Robyn Karnauskas - Deutsche Bank

How would it impact use though, if all trials are positive versus one, how will that impact the use?

Lonnie Moulder

Yes if you think about this, first of all, in the hierarchy the goal is successful Phase 3 outcome and an approved drug. What do we do with approved drug in-hand regardless of the deltas in the endpoints or the percent difference between control and our drug as long as we achieve significance than we have an approved drug. And whether we have a statistically significant difference in nausea or not we have an approved drug that has a long half life, that if it’s given just part of the chemo in either in oral or an IV forms, the IV with a plan to launch about a year after the oral will protect the patients potentially for the full five days. That was the Aloxi proposition that obtained a 50% market share along with business relationships with community oncology. So we have that long half life that sets us apart from aprepitant.

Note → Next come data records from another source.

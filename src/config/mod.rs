//! Configuration module for the site content backend.
//!
//! All configuration is loaded from environment variables with sensible defaults.

use std::env;
use std::net::SocketAddr;
use std::path::PathBuf;

use crate::errors::AppError;

/// Default cap on a single form attachment (10 MiB).
pub const DEFAULT_MAX_UPLOAD_BYTES: usize = 10 * 1024 * 1024;

/// Application configuration loaded from environment variables.
#[derive(Debug, Clone)]
pub struct Config {
    /// Pre-shared key for the admin dashboard API (required in production)
    pub api_psk: Option<String>,
    /// Token issued by the CAPTCHA front to visitors allowed to download forms
    pub download_token: Option<String>,
    /// Path to SQLite database file
    pub db_path: PathBuf,
    /// Directory holding uploaded form attachments
    pub upload_dir: PathBuf,
    /// Legacy flat-file JSON store imported on first startup
    pub legacy_data_path: Option<PathBuf>,
    /// Address to bind the server to
    pub bind_addr: SocketAddr,
    /// Log level (trace, debug, info, warn, error)
    pub log_level: String,
    /// Maximum accepted attachment size in bytes
    pub max_upload_bytes: usize,
}

impl Config {
    /// Load configuration from environment variables.
    pub fn from_env() -> Result<Self, AppError> {
        dotenvy::dotenv().ok();

        let api_psk = env::var("SITE_API_PSK").ok().filter(|s| !s.is_empty());
        let download_token = env::var("SITE_DOWNLOAD_TOKEN")
            .ok()
            .filter(|s| !s.is_empty());

        let db_path = env::var("SITE_DB_PATH")
            .unwrap_or_else(|_| "./data/site.sqlite".to_string())
            .into();

        let upload_dir = env::var("SITE_UPLOAD_DIR")
            .unwrap_or_else(|_| "./data/uploads".to_string())
            .into();

        let legacy_data_path = env::var("SITE_LEGACY_DATA_PATH").ok().map(PathBuf::from);

        let bind_addr = env::var("SITE_BIND_ADDR")
            .unwrap_or_else(|_| "127.0.0.1:8080".to_string())
            .parse()
            .map_err(|e| AppError::Internal(format!("Invalid SITE_BIND_ADDR: {}", e)))?;

        let log_level = env::var("SITE_LOG_LEVEL").unwrap_or_else(|_| "info".to_string());

        let max_upload_bytes = match env::var("SITE_MAX_UPLOAD_BYTES") {
            Ok(raw) => raw.parse().map_err(|e| {
                AppError::Internal(format!("Invalid SITE_MAX_UPLOAD_BYTES: {}", e))
            })?,
            Err(_) => DEFAULT_MAX_UPLOAD_BYTES,
        };

        Ok(Self {
            api_psk,
            download_token,
            db_path,
            upload_dir,
            legacy_data_path,
            bind_addr,
            log_level,
            max_upload_bytes,
        })
    }
}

We’ll have an IV and an oral whereas right now one other potential competitor is than the Tualatin product is only developed as an oral and that’s only 20% of the market opportunity. In addition, it’s clear that we have differentiation from a CYP3A4 drug interaction standpoint. Now clearly all physicians are not familiar with drug interactions, I would tell you though that there is polypharmacy there are comorbidities with cancer patients and they’re taking many drugs. And it’s hard to protect since aprepitant is an inducer and inhibitor which is actually going to happen. And we know we’re clean from that standpoint. And I think that’s an important safety consideration.

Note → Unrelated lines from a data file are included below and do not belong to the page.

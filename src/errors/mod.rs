//! Error handling module for the site content backend.
//!
//! Provides centralized error types with mapping to HTTP status codes and response envelopes.

use axum::{
    http::StatusCode,
    response::{IntoResponse, Response},
    Json,
};
use serde::{Deserialize, Serialize};

/// Error codes as constants to avoid stringly-typed errors.
pub mod codes {
    pub const UNAUTHORIZED: &str = "UNAUTHORIZED";
    pub const FORBIDDEN: &str = "FORBIDDEN";
    pub const NOT_FOUND: &str = "NOT_FOUND";
    pub const VALIDATION_ERROR: &str = "VALIDATION_ERROR";
    pub const UNKNOWN_COLLECTION: &str = "UNKNOWN_COLLECTION";
    pub const INTERNAL_ERROR: &str = "INTERNAL_ERROR";
    pub const DATABASE_ERROR: &str = "DATABASE_ERROR";
    pub const STORAGE_ERROR: &str = "STORAGE_ERROR";
    pub const BAD_REQUEST: &str = "BAD_REQUEST";
}

/// Application error type.
#[derive(Debug)]
pub enum AppError {
    /// Authentication required
    Unauthorized(String),
    /// Caller is not verified for this resource
    Forbidden(String),
    /// Item, class or roster entry not found
    NotFound(String),
    /// Missing/blank field, bad reorder set, inconsistent alert
    Validation(String),
    /// Collection name outside news/faq/forms/classes
    UnknownCollection(String),
    /// Database error
    Database(String),
    /// Attachment storage error
    Storage(String),
    /// Internal server error
    Internal(String),
    /// Bad request
    BadRequest(String),
}

impl AppError {
    /// Get the HTTP status code for this error.
    pub fn status_code(&self) -> StatusCode {
        match self {
            AppError::Unauthorized(_) => StatusCode::UNAUTHORIZED,
            AppError::Forbidden(_) => StatusCode::FORBIDDEN,
            AppError::NotFound(_) => StatusCode::NOT_FOUND,
            AppError::Validation(_) => StatusCode::BAD_REQUEST,
            AppError::UnknownCollection(_) => StatusCode::NOT_FOUND,
            AppError::Database(_) => StatusCode::INTERNAL_SERVER_ERROR,
            AppError::Storage(_) => StatusCode::INTERNAL_SERVER_ERROR,
            AppError::Internal(_) => StatusCode::INTERNAL_SERVER_ERROR,
            AppError::BadRequest(_) => StatusCode::BAD_REQUEST,
        }
    }

    /// Get the error code for this error.
    pub fn error_code(&self) -> &'static str {
        match self {
            AppError::Unauthorized(_) => codes::UNAUTHORIZED,
            AppError::Forbidden(_) => codes::FORBIDDEN,
            AppError::NotFound(_) => codes::NOT_FOUND,
            AppError::Validation(_) => codes::VALIDATION_ERROR,
            AppError::UnknownCollection(_) => codes::UNKNOWN_COLLECTION,
            AppError::Database(_) => codes::DATABASE_ERROR,
            AppError::Storage(_) => codes::STORAGE_ERROR,
            AppError::Internal(_) => codes::INTERNAL_ERROR,
            AppError::BadRequest(_) => codes::BAD_REQUEST,
        }
    }

    /// Get the error message.
    pub fn message(&self) -> String {
        match self {
            AppError::Unauthorized(msg)
            | AppError::Forbidden(msg)
            | AppError::NotFound(msg)
            | AppError::Validation(msg)
            | AppError::UnknownCollection(msg)
            | AppError::Database(msg)
            | AppError::Storage(msg)
            | AppError::Internal(msg)
            | AppError::BadRequest(msg) => msg.clone(),
        }
    }
}

impl std::fmt::Display for AppError {
    fn fmt(&self, f: &mut std::fmt::Formatter<'_>) -> std::fmt::Result {
        write!(f, "{}: {}", self.error_code(), self.message())
    }
}

impl std::error::Error for AppError {}

impl From<sqlx::Error> for AppError {
    fn from(err: sqlx::Error) -> Self {
        tracing::error!("Database error: {:?}", err);
        AppError::Database(format!("Database error: {}", err))
    }
}

impl From<serde_json::Error> for AppError {
    fn from(err: serde_json::Error) -> Self {
        tracing::error!("JSON error: {:?}", err);
        AppError::BadRequest(format!("JSON error: {}", err))
    }
}

impl From<std::io::Error> for AppError {
    fn from(err: std::io::Error) -> Self {
        tracing::error!("Storage error: {:?}", err);
        AppError::Storage(format!("Storage error: {}", err))
    }
}

/// Error details in the response envelope.
#[derive(Debug, Serialize, Deserialize)]
pub struct ErrorDetails {
    pub code: String,
    pub message: String,
}

/// Error response envelope.
#[derive(Debug, Serialize, Deserialize)]
#[serde(rename_all = "camelCase")]
pub struct ErrorResponse {
    pub success: bool,
    pub error: ErrorDetails,
    pub revision_id: i64,
}

impl ErrorResponse {
    pub fn new(error: &AppError, revision_id: i64) -> Self {
        Self {
            success: false,
            error: ErrorDetails {
                code: error.error_code().to_string(),
                message: error.message(),
            },
            revision_id,
        }
    }
}

/// Wrapper type for errors that carry revision_id context.
pub struct AppErrorWithRevision {
    pub error: AppError,
    pub revision_id: i64,
}

impl IntoResponse for AppErrorWithRevision {
    fn into_response(self) -> Response {
        let status = self.error.status_code();
        let body = ErrorResponse::new(&self.error, self.revision_id);
        (status, Json(body)).into_response()
    }
}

So not only the long half life the convenience of once a day oral, once a day IV but there is lack of CYP3A4 drug interactions we have a differentiated product that I think sets us up nicely along with our business relationships with community oncology to have pathways go in place that follow the guidelines. And what do the guidelines say, the guidelines say every patient receiving cisplatin, every breast cancer patient receiving an anthracycline and cyclophosphamide combination should receive an NK1. Well, that alone is something approaching 4 million annual doses potentially.

In addition for MEC regimens, moderately emetogenic chemotherapy regimens, an NK1 receptor antagonist should be considered under the guidelines. And we know women receiving carboplatin are at high risk. So if you put that into the market mix there are 5 million potential doses. We have a drug that has some differentiation, has this long half life that really leads to a feeling of comfort for the nurses and physicians that they give a dose that protects the patient for five full days. And we have a plan to have a business relationship in place with community oncology, many of those large community oncology networks having done our Phase III program for us.

So, we’re well positioned, give us that approved drug and we think we can make it a significant brand, we’re quite bullish on that. Now, what if we have this nausea benefit, I suspect there are people because you’re not going to get a 100% market penetration with any drug, there are people that if we have some other hook they’re likely to line up for Rolapitant, so that’s how we see it.

Robyn Karnauskas - Deutsche Bank

So even if there is a mix, is a result of between if you get all of them for the, sort of the other hook that percentage that…

Lonnie Moulder

I’m not smart enough to figure that one out Robyn.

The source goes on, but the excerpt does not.